## What to produce
Copy out the listing beneath, missing nothing.

----- Exercise input

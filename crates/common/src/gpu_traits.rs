//! Render backend abstraction.
//!
//! The afterimage stage, the copy pass, and the composer program against
//! [`RenderBackend`], never against a concrete backend. The backend is passed
//! explicitly into every operation so stages stay testable with the software
//! rasterizer.

use std::fmt;

use crate::config::TargetDesc;
use crate::error::GpuError;
use crate::program::{ProgramId, ProgramSource, Uniforms};
use crate::types::Resolution;

/// Core render abstraction implemented by the software and wgpu backends.
///
/// Commands are executed (or recorded and submitted) in issue order: a
/// destination bound with [`set_render_target`](RenderBackend::set_render_target)
/// applies to every following `clear`/`draw_fullscreen` until rebound.
pub trait RenderBackend {
    /// Human-readable backend name.
    fn name(&self) -> &str;

    // -- Render targets --

    /// Allocate an offscreen color target. Contents start as transparent black.
    fn create_target(&mut self, desc: &TargetDesc) -> Result<RenderTarget, GpuError>;

    /// Reallocate `target` at a new resolution, keeping its handle.
    ///
    /// Prior contents are not preserved.
    fn resize_target(
        &mut self,
        target: &mut RenderTarget,
        resolution: Resolution,
    ) -> Result<(), GpuError>;

    /// Whether `texture` names a live target allocated by this backend.
    fn has_target(&self, texture: TextureHandle) -> bool;

    /// Upload tightly packed RGBA8 pixels into `target`.
    fn write_target(&mut self, target: &RenderTarget, pixels: &[u8]) -> Result<(), GpuError>;

    /// Read back tightly packed RGBA8 pixels from `target`.
    fn read_target(&mut self, target: &RenderTarget) -> Result<Vec<u8>, GpuError>;

    // -- Screen surface --

    /// Resize the screen surface (the destination bound by `set_render_target(None)`).
    fn set_screen_size(&mut self, resolution: Resolution) -> Result<(), GpuError>;

    /// Current screen surface resolution.
    fn screen_size(&self) -> Resolution;

    /// Read back tightly packed RGBA8 pixels from the screen surface.
    fn read_screen(&mut self) -> Result<Vec<u8>, GpuError>;

    // -- Programs and drawing --

    /// Prepare a fullscreen program for drawing.
    fn compile_program(&mut self, source: &ProgramSource) -> Result<ProgramId, GpuError>;

    /// Bind the draw destination. `None` binds the screen surface.
    fn set_render_target(&mut self, target: Option<&RenderTarget>);

    /// Clear the bound destination to transparent black.
    fn clear(&mut self) -> Result<(), GpuError>;

    /// Draw a single viewport-covering primitive into the bound destination.
    fn draw_fullscreen(&mut self, program: ProgramId, uniforms: &Uniforms)
        -> Result<(), GpuError>;
}

/// Opaque handle to a render target's color texture.
#[derive(Copy, Clone, Debug, PartialEq, Eq, Hash)]
pub struct TextureHandle(pub u64);

impl fmt::Display for TextureHandle {
    fn fmt(&self, f: &mut fmt::Formatter<'_>) -> fmt::Result {
        write!(f, "texture#{}", self.0)
    }
}

/// Offscreen 2D color buffer owned by a stage or the composer.
///
/// Deliberately not `Clone`: a target has exactly one owner, and role
/// changes move the value rather than duplicating the handle.
#[derive(Debug, PartialEq, Eq)]
pub struct RenderTarget {
    handle: TextureHandle,
    desc: TargetDesc,
}

impl RenderTarget {
    /// Wrap a backend allocation. Only backends should call this.
    pub fn from_raw(handle: TextureHandle, desc: TargetDesc) -> Self {
        Self { handle, desc }
    }

    /// Texture handle for binding this target as a sampled uniform.
    pub fn texture(&self) -> TextureHandle {
        self.handle
    }

    pub fn desc(&self) -> &TargetDesc {
        &self.desc
    }

    pub fn width(&self) -> u32 {
        self.desc.width
    }

    pub fn height(&self) -> u32 {
        self.desc.height
    }

    pub fn resolution(&self) -> Resolution {
        Resolution::new(self.desc.width, self.desc.height)
    }

    /// Record a new size after the backend reallocated storage.
    pub fn set_resolution(&mut self, resolution: Resolution) {
        self.desc.width = resolution.width;
        self.desc.height = resolution.height;
    }
}

#[cfg(test)]
mod tests {
    use super::*;

    #[test]
    fn render_target_reports_dimensions() {
        let mut target = RenderTarget::from_raw(TextureHandle(3), TargetDesc::new(64, 48));
        assert_eq!(target.texture(), TextureHandle(3));
        assert_eq!(target.resolution(), Resolution::new(64, 48));

        target.set_resolution(Resolution::new(8, 4));
        assert_eq!((target.width(), target.height()), (8, 4));
        assert_eq!(target.texture(), TextureHandle(3));
    }
}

----------

## Exercise answer
filename crates/common/src/gpu_traits.rs
//! Render backend abstraction.
//!
//! The afterimage stage, the copy pass, and the composer program against
//! [`RenderBackend`], never against a concrete backend. The backend is passed
//! explicitly into every operation so stages stay testable with the software
//! rasterizer.

use std::fmt;

use crate::config::TargetDesc;
use crate::error::GpuError;
use crate::program::{ProgramId, ProgramSource, Uniforms};
use crate::types::Resolution;

/// Core render abstraction implemented by the software and wgpu backends.
///
/// Commands are executed (or recorded and submitted) in issue order: a
/// destination bound with [`set_render_target`](RenderBackend::set_render_target)
/// applies to every following `clear`/`draw_fullscreen` until rebound.
pub trait RenderBackend {
    /// Human-readable backend name.
    fn name(&self) -> &str;

    // -- Render targets --

    /// Allocate an offscreen color target. Contents start as transparent black.
    fn create_target(&mut self, desc: &TargetDesc) -> Result<RenderTarget, GpuError>;

    /// Reallocate `target` at a new resolution, keeping its handle.
    ///
    /// Prior contents are not preserved.
    fn resize_target(
        &mut self,
        target: &mut RenderTarget,
        resolution: Resolution,
    ) -> Result<(), GpuError>;

    /// Whether `texture` names a live target allocated by this backend.
    fn has_target(&self, texture: TextureHandle) -> bool;

    /// Upload tightly packed RGBA8 pixels into `target`.
    fn write_target(&mut self, target: &RenderTarget, pixels: &[u8]) -> Result<(), GpuError>;

    /// Read back tightly packed RGBA8 pixels from `target`.
    fn read_target(&mut self, target: &RenderTarget) -> Result<Vec<u8>, GpuError>;

    // -- Screen surface --

    /// Resize the screen surface (the destination bound by `set_render_target(None)`).
    fn set_screen_size(&mut self, resolution: Resolution) -> Result<(), GpuError>;

    /// Current screen surface resolution.
    fn screen_size(&self) -> Resolution;

    /// Read back tightly packed RGBA8 pixels from the screen surface.
    fn read_screen(&mut self) -> Result<Vec<u8>, GpuError>;

    // -- Programs and drawing --

    /// Prepare a fullscreen program for drawing.
    fn compile_program(&mut self, source: &ProgramSource) -> Result<ProgramId, GpuError>;

    /// Bind the draw destination. `None` binds the screen surface.
    fn set_render_target(&mut self, target: Option<&RenderTarget>);

    /// Clear the bound destination to transparent black.
    fn clear(&mut self) -> Result<(), GpuError>;

    /// Draw a single viewport-covering primitive into the bound destination.
    fn draw_fullscreen(&mut self, program: ProgramId, uniforms: &Uniforms)
        -> Result<(), GpuError>;
}

/// Opaque handle to a render target's color texture.
#[derive(Copy, Clone, Debug, PartialEq, Eq, Hash)]
pub struct TextureHandle(pub u64);

impl fmt::Display for TextureHandle {
    fn fmt(&self, f: &mut fmt::Formatter<'_>) -> fmt::Result {
        write!(f, "texture#{}", self.0)
    }
}

/// Offscreen 2D color buffer owned by a stage or the composer.
///
/// Deliberately not `Clone`: a target has exactly one owner, and role
/// changes move the value rather than duplicating the handle.
#[derive(Debug, PartialEq, Eq)]
pub struct RenderTarget {
    handle: TextureHandle,
    desc: TargetDesc,
}

impl RenderTarget {
    /// Wrap a backend allocation. Only backends should call this.
    pub fn from_raw(handle: TextureHandle, desc: TargetDesc) -> Self {
        Self { handle, desc }
    }

    /// Texture handle for binding this target as a sampled uniform.
    pub fn texture(&self) -> TextureHandle {
        self.handle
    }

    pub fn desc(&self) -> &TargetDesc {
        &self.desc
    }

    pub fn width(&self) -> u32 {
        self.desc.width
    }

    pub fn height(&self) -> u32 {
        self.desc.height
    }

    pub fn resolution(&self) -> Resolution {
        Resolution::new(self.desc.width, self.desc.height)
    }

    /// Record a new size after the backend reallocated storage.
    pub fn set_resolution(&mut self, resolution: Resolution) {
        self.desc.width = resolution.width;
        self.desc.height = resolution.height;
    }
}

#[cfg(test)]
mod tests {
    use super::*;

    #[test]
    fn render_target_reports_dimensions() {
        let mut target = RenderTarget::from_raw(TextureHandle(3), TargetDesc::new(64, 48));
        assert_eq!(target.texture(), TextureHandle(3));
        assert_eq!(target.resolution(), Resolution::new(64, 48));

        target.set_resolution(Resolution::new(8, 4));
        assert_eq!((target.width(), target.height()), (8, 4));
        assert_eq!(target.texture(), TextureHandle(3));
    }
}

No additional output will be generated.